Je réitère également mon appel en faveur d’un cessez-le-feu mondial. Nous avons vu poindre çà et là des signes encourageants dans le cadre de certains processus de paix solides. Mais ailleurs, les combats continuent. Nous sommes tous perdants. Il nous faut également instaurer un cessez-le-feu au-delà des champs de bataille traditionnels: aussi bien dans les foyers, les lieux de travail, les écoles et les transports publics, où les femmes et les filles font face à une épidémie de violence, que dans le cyberespace, où des attaques en tous genres se produisent chaque jour. Les technologies numériques doivent servir le bien, ce qui suppose aussi une interdiction totale des armes létales autonomes, l’aspect le plus dangereux que l’intelligence artificielle peut apporter au futur de la guerre.

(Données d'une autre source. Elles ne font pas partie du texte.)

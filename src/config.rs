//! WhatsApp Cloud API configuration

use crate::error::{Error, Result};
use serde::Deserialize;

/// Default Graph API base URL
const DEFAULT_API_BASE: &str = "https://graph.facebook.com";

/// Default Graph API version
const DEFAULT_API_VERSION: &str = "v18.0";

/// Default request timeout in seconds
const DEFAULT_TIMEOUT_SECS: u64 = 10;

/// WhatsApp Cloud API configuration.
///
/// An immutable value handed to [`crate::WhatsAppAdapter::new`] at
/// construction; the adapter holds no other state.
#[derive(Debug, Clone, Deserialize)]
pub struct WhatsAppConfig {
    /// Access token (from Meta Business Suite). Never logged.
    pub access_token: String,
    /// Phone Number ID path fragment appended to the API version in the
    /// messages endpoint, leading slash included (e.g. `/105954558954427`).
    pub phone_number_id: String,
    /// Webhook verify token (for the webhook subscribe handshake)
    #[serde(default = "default_verify_token")]
    pub webhook_verify_token: String,
    /// Allowed phone numbers (empty = allow all)
    #[serde(default)]
    pub allowed_numbers: Vec<String>,
    /// Graph API version (default: v18.0)
    #[serde(default = "default_api_version")]
    pub api_version: String,
    /// Graph API base URL. Only overridden in tests.
    #[serde(default = "default_api_base")]
    pub api_base: String,
    /// Request timeout in seconds (default: 10)
    #[serde(default = "default_timeout")]
    pub request_timeout_secs: u64,
}

fn default_verify_token() -> String {
    "whatsapp_webhook_verify".to_string()
}

fn default_api_version() -> String {
    DEFAULT_API_VERSION.to_string()
}

fn default_api_base() -> String {
    DEFAULT_API_BASE.to_string()
}

fn default_timeout() -> u64 {
    DEFAULT_TIMEOUT_SECS
}

impl WhatsAppConfig {
    /// Create with required fields, defaults for everything else
    #[must_use]
    pub fn new(access_token: impl Into<String>, phone_number_id: impl Into<String>) -> Self {
        Self {
            access_token: access_token.into(),
            phone_number_id: phone_number_id.into(),
            webhook_verify_token: default_verify_token(),
            allowed_numbers: Vec::new(),
            api_version: default_api_version(),
            api_base: default_api_base(),
            request_timeout_secs: default_timeout(),
        }
    }

    /// Create from environment variables
    ///
    /// Required: `WHATSAPP_ACCESS_TOKEN`, `WHATSAPP_PHONE_NUMBER_ID`.
    /// Optional: `WHATSAPP_WEBHOOK_VERIFY_TOKEN`, `WHATSAPP_ALLOWED_NUMBERS`
    /// (comma-separated), `WHATSAPP_API_VERSION`, `WHATSAPP_TIMEOUT`.
    pub fn from_env() -> Result<Self> {
        let access_token = std::env::var("WHATSAPP_ACCESS_TOKEN")
            .map_err(|_| Error::Config("WHATSAPP_ACCESS_TOKEN not set".to_string()))?;

        let phone_number_id = std::env::var("WHATSAPP_PHONE_NUMBER_ID")
            .map_err(|_| Error::Config("WHATSAPP_PHONE_NUMBER_ID not set".to_string()))?;

        let webhook_verify_token =
            std::env::var("WHATSAPP_WEBHOOK_VERIFY_TOKEN").unwrap_or_else(|_| default_verify_token());

        let allowed_numbers: Vec<String> = std::env::var("WHATSAPP_ALLOWED_NUMBERS")
            .ok()
            .map(|s| s.split(',').map(|n| n.trim().to_string()).collect())
            .unwrap_or_default();

        let api_version =
            std::env::var("WHATSAPP_API_VERSION").unwrap_or_else(|_| default_api_version());

        let request_timeout_secs = std::env::var("WHATSAPP_TIMEOUT")
            .ok()
            .and_then(|s| s.parse().ok())
            .unwrap_or_else(default_timeout);

        Ok(Self {
            access_token,
            phone_number_id,
            webhook_verify_token,
            allowed_numbers,
            api_version,
            api_base: default_api_base(),
            request_timeout_secs,
        })
    }

    /// Set webhook verify token
    #[must_use]
    pub fn with_webhook_verify_token(mut self, token: impl Into<String>) -> Self {
        self.webhook_verify_token = token.into();
        self
    }

    /// Set allowed numbers
    #[must_use]
    pub fn with_allowed_numbers(mut self, numbers: Vec<String>) -> Self {
        self.allowed_numbers = numbers;
        self
    }

    /// Set Graph API version
    #[must_use]
    pub fn with_api_version(mut self, version: impl Into<String>) -> Self {
        self.api_version = version.into();
        self
    }

    /// Set Graph API base URL (used by tests to point at a local server)
    #[must_use]
    pub fn with_api_base(mut self, base: impl Into<String>) -> Self {
        self.api_base = base.into();
        self
    }

    /// Set request timeout in seconds
    #[must_use]
    pub fn with_request_timeout(mut self, secs: u64) -> Self {
        self.request_timeout_secs = secs;
        self
    }

    /// Get the API URL for the messages endpoint.
    ///
    /// The phone number identifier is appended directly after the API
    /// version (it carries its own leading slash).
    pub(crate) fn messages_url(&self) -> String {
        format!(
            "{}/{}{}/messages",
            self.api_base, self.api_version, self.phone_number_id
        )
    }
}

Quatrièmement, il est temps de redéfinir la gouvernance mondiale à l’aune du XXIe siècle. Les accords de sécurité collective conclus il y a plus de 75 ans ont permis d’éviter une troisième guerre mondiale. Nos principes communs doivent résister à l’épreuve du XXIe siècle, ce qui suppose de trouver de nouveaux moyens de livrer des biens publics mondiaux, de parvenir à une mondialisation équitable et de résoudre les problèmes communs. Nous n’avons pas besoin de nouvelles bureaucraties.
Mais nous devons renforcer le multilatéralisme de sorte qu’il s’appuie sur des réseaux reliant les organisations internationales et régionales, les entités économiques et politiques. Et qu’il soit inclusif et mobilise les entreprises, les villes, les universités et les mouvements pour l’égalité des genres, l’action climatique et la justice raciale. Et un multilatéralisme qui respecte les droits des générations futures.
Nombreux sont celles et ceux qui pensent que la multipolarité grandissante observée dans le monde permettra de garantir la paix, mais revenons sur ce que l’histoire nous a enseigné. Il y a plus d’un siècle, l’Europe était multipolaire, mais il n’y avait pas de mécanismes de gouvernance multilatérale. Et quel a été le résultat? La Première Guerre mondiale.
L’heure est venue pour nous de faire preuve de solidarité et de coopération internationale afin de nous attaquer aux problèmes toujours plus grands et plus complexes auxquels nous faisons face. C’est par notre détermination que nous pourrons atteindre nos objectifs communs: j’en suis convaincu. Je vous remercie.